Additionally, Paul Zak, the director of the Center for Neuroeconomic Studies, found that stories which use the traditional dramatic arc (exposition – rising action – climax – falling action – denouement) released chemicals in the brain – including oxytocin (called “The Trust Hormone)”.

So harvest a collection of relevant stories that have appropriate structure. A story is a powerful sales tactic – particularly with expressive buyers, who are interested in interpersonal connections as part of building a relationship with you, and who will see the parallels between the story of the past client, the results of their sale, and how it applies to their own situation.

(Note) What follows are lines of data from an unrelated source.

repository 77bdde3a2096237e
//! Persistence layer: connection pool, migrations, models, repositories.

use sqlx::postgres::PgPoolOptions;

pub mod models;
pub mod repositories;

pub type DbPool = sqlx::PgPool;

/// Create a connection pool from a database URL.
pub async fn create_pool(database_url: &str) -> Result<DbPool, sqlx::Error> {
    let pool = PgPoolOptions::new()
        .max_connections(20)
        .connect(database_url)
        .await?;
    tracing::debug!(max_connections = 20, "Database pool created");
    Ok(pool)
}

/// Verify the database is reachable.
pub async fn health_check(pool: &DbPool) -> Result<(), sqlx::Error> {
    sqlx::query("SELECT 1").execute(pool).await?;
    Ok(())
}

/// Apply all pending migrations embedded from `migrations/` at the
/// workspace root.
pub async fn run_migrations(pool: &DbPool) -> Result<(), sqlx::migrate::MigrateError> {
    sqlx::migrate!("../../migrations").run(pool).await
}
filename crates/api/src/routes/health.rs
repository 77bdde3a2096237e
use axum::{routing::get, Json, Router};
use serde::Serialize;

use crate::state::AppState;

#[derive(Serialize)]
struct HealthResponse {
    status: &'static str,
    version: &'static str,
}

async fn health_check() -> Json<HealthResponse> {
    Json(HealthResponse {
        status: "ok",
        version: env!("CARGO_PKG_VERSION"),
    })
}

pub fn router() -> Router<AppState> {
    Router::new().route("/health", get(health_check))
}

This is also useful for dealing with cautious and skeptical buyers – overcoming that hesitation will often require multiple strategies, and due to the neurological effects of stories, they are a useful tool to employ when helping those reluctant prospects feel safe in making the purchase.

A seller should be a trusted advisor.

By now, even the most novice sales professional knows that clients do their research before even beginning to look at possible solutions for their problem. But many times, because clients aren’t in the industry you’re in, they can misunderstand, misinterpret, or simply not know how the research they’ve done explicitly connects to solving their issue. They could, for example, be swayed into buying a solution that’s more elaborate than they currently need, or mistakenly go with an option that certainly addresses a need, but not the exact one that they have.

This is where you as a trusted advisor come in. You can provide lessons to the customer in how your offerings work and demonstrate how your recommended offering addresses the needs you’ve identified in the course of discovery. While this is certainly applicable and has relevance to all buyer types, it’s for the business-oriented and analytical buyers that this tactic will be especially effective. After all, this is the group that wants to understand with thorough specifics and details, and many of them have the intellectual curiosity that will make them want to know as much as possible about the different solutions and why they work or don’t work for the buyer’s own unique situation.

A seller should be an enchanter.

We don’t mean casting spells or anything like that here. But what we do mean is the kind of magic that’s involved in sales – that wondrous ability to be able to guide the buyer from their current situation to a much better, more successful one that improves their company and makes their work that much more lucrative, enjoyable, easier, and/or effective.

There’s also a kind of magic (and imagination, to tie in the first quality) in helping your customers to envision what life will be like after concluding the contract with you – the benefits and improvements they’ll realize from implementing the solution. This tactic is especially effective in dealing with visionary buyers who aren’t as concerned with the nitty gritty details, but want to be able to visualize and imagine how their lives or their organization will look after the solution has been implemented.

Also important to know: You’ll want to be very careful about using this strategy with business-oriented and cautious buyers. Those who have been exposed to hyped sales pitches that promised much that wasn’t delivered will disengage at overly flowery depictions of the post-implementation vision. If you do believe that presenting a vision will work for them, keep it grounded in their language and make it as realistic a picture as possible. Far better to under-promise and then over-deliver than risk the reverse.

As a sales professional, you are a storyteller who uses stories as proof of concept, a trusted advisor who provides lessons and information to clarify things for buyers, and an enchanter who uses the magic of imagination to help your customers envision a brighter, better world because they’ve literally bought in to your solution.